◆ Task brief
Here is a block of records. Copy every line in it that includes "failed".

◆ Recorded information
════

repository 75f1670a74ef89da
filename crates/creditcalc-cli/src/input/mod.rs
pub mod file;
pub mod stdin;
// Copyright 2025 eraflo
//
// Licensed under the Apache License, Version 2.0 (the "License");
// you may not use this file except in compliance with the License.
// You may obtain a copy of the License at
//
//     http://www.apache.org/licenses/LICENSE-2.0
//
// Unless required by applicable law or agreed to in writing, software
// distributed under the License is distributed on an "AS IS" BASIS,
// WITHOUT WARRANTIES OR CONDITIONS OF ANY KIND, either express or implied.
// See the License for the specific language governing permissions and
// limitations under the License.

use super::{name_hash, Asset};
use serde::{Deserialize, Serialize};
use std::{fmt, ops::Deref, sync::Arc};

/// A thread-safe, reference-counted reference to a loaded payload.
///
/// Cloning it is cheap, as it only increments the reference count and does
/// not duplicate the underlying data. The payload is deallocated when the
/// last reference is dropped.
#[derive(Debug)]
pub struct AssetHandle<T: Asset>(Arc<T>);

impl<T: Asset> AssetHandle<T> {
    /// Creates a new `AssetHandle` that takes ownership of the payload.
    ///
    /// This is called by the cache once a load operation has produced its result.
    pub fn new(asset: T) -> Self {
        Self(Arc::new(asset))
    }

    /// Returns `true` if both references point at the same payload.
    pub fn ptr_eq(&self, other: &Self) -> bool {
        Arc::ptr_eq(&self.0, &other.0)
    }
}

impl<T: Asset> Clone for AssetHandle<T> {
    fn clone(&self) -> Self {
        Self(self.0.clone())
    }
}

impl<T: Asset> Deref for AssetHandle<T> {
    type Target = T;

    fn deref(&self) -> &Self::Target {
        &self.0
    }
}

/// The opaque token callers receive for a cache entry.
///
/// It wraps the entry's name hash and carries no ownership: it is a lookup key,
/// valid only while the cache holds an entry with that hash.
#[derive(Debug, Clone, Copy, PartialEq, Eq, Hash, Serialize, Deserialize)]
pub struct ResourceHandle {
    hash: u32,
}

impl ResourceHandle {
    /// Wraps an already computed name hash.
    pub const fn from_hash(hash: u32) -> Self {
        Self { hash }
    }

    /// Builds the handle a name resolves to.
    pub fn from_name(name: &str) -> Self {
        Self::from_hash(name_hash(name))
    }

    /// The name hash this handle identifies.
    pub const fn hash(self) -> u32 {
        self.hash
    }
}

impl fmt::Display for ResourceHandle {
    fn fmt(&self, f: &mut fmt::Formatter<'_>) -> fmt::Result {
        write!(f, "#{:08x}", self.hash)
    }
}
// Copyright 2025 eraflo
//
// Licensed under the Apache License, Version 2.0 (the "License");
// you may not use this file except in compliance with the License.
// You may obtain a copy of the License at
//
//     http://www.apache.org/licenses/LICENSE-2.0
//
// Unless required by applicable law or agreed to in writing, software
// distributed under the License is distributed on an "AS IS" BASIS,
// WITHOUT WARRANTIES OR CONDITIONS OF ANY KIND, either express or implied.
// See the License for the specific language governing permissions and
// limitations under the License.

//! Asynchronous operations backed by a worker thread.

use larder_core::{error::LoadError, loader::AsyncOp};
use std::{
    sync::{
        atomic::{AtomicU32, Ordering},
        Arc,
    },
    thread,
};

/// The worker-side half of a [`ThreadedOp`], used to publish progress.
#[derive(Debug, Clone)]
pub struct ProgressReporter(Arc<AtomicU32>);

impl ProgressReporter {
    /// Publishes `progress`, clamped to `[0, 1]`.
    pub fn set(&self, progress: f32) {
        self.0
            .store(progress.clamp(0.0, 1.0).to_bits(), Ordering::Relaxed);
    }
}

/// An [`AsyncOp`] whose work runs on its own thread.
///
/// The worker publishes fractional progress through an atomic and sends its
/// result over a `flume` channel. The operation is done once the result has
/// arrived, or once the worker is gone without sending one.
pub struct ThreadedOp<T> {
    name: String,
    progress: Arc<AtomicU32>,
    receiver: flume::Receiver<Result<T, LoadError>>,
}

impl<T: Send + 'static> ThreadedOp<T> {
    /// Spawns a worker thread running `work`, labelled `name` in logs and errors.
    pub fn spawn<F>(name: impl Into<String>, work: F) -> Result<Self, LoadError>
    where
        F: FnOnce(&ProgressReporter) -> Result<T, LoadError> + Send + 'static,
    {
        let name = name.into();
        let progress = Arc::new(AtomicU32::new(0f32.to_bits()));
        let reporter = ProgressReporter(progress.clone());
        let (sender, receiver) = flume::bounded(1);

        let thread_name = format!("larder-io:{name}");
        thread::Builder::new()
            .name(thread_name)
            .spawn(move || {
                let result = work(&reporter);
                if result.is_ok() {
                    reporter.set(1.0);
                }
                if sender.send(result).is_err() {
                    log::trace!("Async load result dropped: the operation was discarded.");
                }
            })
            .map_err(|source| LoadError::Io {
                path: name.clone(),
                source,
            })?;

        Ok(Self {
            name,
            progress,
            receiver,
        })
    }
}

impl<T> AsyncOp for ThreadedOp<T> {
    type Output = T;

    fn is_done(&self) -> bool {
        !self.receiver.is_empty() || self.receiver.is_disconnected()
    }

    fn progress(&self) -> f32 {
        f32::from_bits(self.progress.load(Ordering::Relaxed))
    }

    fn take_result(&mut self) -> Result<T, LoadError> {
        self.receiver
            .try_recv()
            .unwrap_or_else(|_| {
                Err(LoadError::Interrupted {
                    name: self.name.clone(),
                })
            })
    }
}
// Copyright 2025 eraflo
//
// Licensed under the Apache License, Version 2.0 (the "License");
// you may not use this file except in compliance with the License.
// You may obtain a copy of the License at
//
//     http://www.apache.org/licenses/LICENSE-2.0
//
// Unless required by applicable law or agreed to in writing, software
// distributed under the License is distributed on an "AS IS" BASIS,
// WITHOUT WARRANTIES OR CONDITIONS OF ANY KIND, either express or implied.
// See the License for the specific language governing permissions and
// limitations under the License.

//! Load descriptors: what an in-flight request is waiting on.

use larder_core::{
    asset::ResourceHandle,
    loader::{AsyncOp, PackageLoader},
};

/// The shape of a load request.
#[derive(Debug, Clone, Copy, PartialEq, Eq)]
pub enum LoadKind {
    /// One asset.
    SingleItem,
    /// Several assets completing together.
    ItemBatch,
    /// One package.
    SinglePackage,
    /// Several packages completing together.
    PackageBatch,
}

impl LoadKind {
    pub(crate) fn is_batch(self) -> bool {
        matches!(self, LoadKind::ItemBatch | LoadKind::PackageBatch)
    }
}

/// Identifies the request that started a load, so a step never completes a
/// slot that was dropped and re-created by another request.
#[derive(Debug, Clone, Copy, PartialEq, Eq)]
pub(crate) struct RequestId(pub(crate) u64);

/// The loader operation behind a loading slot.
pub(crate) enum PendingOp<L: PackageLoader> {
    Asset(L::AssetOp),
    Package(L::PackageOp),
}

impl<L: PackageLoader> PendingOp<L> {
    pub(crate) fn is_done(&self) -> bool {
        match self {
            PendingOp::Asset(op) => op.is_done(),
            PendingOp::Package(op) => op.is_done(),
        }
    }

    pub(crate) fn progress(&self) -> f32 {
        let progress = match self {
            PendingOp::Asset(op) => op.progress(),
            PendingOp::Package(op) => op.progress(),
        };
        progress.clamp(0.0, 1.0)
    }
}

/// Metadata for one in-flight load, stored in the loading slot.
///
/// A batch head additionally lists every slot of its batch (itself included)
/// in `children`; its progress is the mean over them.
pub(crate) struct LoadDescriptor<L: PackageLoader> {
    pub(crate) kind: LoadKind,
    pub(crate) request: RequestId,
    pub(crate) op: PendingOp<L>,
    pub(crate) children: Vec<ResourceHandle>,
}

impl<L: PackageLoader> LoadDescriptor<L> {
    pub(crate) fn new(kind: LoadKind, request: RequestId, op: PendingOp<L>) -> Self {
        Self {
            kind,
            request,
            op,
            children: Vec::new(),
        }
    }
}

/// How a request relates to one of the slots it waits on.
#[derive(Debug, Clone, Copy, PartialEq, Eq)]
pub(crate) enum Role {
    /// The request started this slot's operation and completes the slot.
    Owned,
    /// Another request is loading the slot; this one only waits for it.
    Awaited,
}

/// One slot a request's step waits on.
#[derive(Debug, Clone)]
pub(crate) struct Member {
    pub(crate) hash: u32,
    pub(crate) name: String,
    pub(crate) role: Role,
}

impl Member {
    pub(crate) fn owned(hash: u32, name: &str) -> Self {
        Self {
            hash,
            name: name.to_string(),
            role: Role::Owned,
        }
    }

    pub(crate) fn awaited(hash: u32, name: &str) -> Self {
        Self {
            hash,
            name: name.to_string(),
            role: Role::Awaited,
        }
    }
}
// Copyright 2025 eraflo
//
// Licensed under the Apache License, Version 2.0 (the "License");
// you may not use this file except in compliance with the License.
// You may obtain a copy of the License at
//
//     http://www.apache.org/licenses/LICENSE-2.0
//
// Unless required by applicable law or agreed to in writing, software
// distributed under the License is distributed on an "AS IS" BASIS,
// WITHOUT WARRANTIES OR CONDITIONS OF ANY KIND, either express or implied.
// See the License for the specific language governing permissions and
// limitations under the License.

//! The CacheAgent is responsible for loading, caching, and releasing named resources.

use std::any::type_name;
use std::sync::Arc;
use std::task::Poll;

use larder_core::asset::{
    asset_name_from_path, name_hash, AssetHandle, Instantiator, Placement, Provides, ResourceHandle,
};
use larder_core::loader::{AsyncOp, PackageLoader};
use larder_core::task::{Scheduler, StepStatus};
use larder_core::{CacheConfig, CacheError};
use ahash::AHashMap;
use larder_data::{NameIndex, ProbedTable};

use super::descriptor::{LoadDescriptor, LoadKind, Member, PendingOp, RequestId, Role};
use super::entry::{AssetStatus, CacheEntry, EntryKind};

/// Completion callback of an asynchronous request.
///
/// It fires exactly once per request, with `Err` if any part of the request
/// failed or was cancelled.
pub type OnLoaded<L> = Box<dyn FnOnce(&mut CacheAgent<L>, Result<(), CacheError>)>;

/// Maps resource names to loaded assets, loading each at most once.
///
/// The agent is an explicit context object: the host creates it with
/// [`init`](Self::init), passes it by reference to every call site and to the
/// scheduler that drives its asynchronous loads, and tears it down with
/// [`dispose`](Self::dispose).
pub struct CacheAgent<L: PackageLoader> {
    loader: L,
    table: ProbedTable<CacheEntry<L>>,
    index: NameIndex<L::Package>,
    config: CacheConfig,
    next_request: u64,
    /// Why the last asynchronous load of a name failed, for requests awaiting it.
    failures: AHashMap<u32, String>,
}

════

◆ Written solution
/// failed or was cancelled.
    /// Why the last asynchronous load of a name failed, for requests awaiting it.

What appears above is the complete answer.